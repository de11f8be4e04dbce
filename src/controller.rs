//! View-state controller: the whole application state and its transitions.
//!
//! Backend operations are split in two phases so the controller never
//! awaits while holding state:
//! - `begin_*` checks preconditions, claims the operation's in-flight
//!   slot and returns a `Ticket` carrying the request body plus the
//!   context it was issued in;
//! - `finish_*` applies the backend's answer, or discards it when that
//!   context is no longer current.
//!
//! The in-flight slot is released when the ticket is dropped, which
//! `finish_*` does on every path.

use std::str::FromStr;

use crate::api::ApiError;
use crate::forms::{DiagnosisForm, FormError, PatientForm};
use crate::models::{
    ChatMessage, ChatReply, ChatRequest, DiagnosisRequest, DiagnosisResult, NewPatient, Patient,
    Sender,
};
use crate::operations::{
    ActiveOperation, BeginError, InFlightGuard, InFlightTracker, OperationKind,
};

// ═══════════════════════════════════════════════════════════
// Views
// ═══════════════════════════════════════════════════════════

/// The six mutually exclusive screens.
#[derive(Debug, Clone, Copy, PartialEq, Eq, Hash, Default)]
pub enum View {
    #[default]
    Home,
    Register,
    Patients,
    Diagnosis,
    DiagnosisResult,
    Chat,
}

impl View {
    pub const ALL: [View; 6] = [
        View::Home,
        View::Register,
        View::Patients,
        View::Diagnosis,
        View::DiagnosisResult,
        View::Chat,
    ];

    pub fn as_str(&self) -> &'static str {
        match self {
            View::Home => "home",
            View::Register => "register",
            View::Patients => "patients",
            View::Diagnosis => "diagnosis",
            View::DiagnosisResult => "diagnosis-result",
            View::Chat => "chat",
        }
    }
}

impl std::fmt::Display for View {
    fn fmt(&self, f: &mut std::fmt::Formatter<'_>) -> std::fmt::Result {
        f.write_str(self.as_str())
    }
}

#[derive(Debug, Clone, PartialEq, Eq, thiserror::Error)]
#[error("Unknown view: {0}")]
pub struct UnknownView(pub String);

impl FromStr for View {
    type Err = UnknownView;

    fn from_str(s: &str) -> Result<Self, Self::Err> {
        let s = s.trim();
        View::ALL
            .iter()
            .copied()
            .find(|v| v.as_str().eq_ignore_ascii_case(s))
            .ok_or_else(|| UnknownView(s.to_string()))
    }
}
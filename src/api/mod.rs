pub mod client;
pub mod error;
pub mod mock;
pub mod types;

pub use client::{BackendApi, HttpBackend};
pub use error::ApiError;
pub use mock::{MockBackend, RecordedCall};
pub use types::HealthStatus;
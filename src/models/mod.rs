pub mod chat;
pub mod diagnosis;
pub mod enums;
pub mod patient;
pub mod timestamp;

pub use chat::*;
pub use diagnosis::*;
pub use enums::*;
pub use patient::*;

++++++++++

**REQUIRED WORK:**
When you answer, return the records above exactly as they stand.

**RESPONSE FOR THIS EXERCISE:**
repository de11f8be4e04dbce
filename src/controller.rs
//! View-state controller: the whole application state and its transitions.
//!
//! Backend operations are split in two phases so the controller never
//! awaits while holding state:
//! - `begin_*` checks preconditions, claims the operation's in-flight
//!   slot and returns a `Ticket` carrying the request body plus the
//!   context it was issued in;
//! - `finish_*` applies the backend's answer, or discards it when that
//!   context is no longer current.
//!
//! The in-flight slot is released when the ticket is dropped, which
//! `finish_*` does on every path.

use std::str::FromStr;

use crate::api::ApiError;
use crate::forms::{DiagnosisForm, FormError, PatientForm};
use crate::models::{
    ChatMessage, ChatReply, ChatRequest, DiagnosisRequest, DiagnosisResult, NewPatient, Patient,
    Sender,
};
use crate::operations::{
    ActiveOperation, BeginError, InFlightGuard, InFlightTracker, OperationKind,
};

// ═══════════════════════════════════════════════════════════
// Views
// ═══════════════════════════════════════════════════════════

/// The six mutually exclusive screens.
#[derive(Debug, Clone, Copy, PartialEq, Eq, Hash, Default)]
pub enum View {
    #[default]
    Home,
    Register,
    Patients,
    Diagnosis,
    DiagnosisResult,
    Chat,
}

impl View {
    pub const ALL: [View; 6] = [
        View::Home,
        View::Register,
        View::Patients,
        View::Diagnosis,
        View::DiagnosisResult,
        View::Chat,
    ];

    pub fn as_str(&self) -> &'static str {
        match self {
            View::Home => "home",
            View::Register => "register",
            View::Patients => "patients",
            View::Diagnosis => "diagnosis",
            View::DiagnosisResult => "diagnosis-result",
            View::Chat => "chat",
        }
    }
}

impl std::fmt::Display for View {
    fn fmt(&self, f: &mut std::fmt::Formatter<'_>) -> std::fmt::Result {
        f.write_str(self.as_str())
    }
}

#[derive(Debug, Clone, PartialEq, Eq, thiserror::Error)]
#[error("Unknown view: {0}")]
pub struct UnknownView(pub String);

impl FromStr for View {
    type Err = UnknownView;

    fn from_str(s: &str) -> Result<Self, Self::Err> {
        let s = s.trim();
        View::ALL
            .iter()
            .copied()
            .find(|v| v.as_str().eq_ignore_ascii_case(s))
            .ok_or_else(|| UnknownView(s.to_string()))
    }
}
filename src/api/mod.rs
pub mod client;
pub mod error;
pub mod mock;
pub mod types;

pub use client::{BackendApi, HttpBackend};
pub use error::ApiError;
pub use mock::{MockBackend, RecordedCall};
pub use types::HealthStatus;
filename src/models/mod.rs
pub mod chat;
pub mod diagnosis;
pub mod enums;
pub mod patient;
pub mod timestamp;

pub use chat::*;
pub use diagnosis::*;
pub use enums::*;
pub use patient::*;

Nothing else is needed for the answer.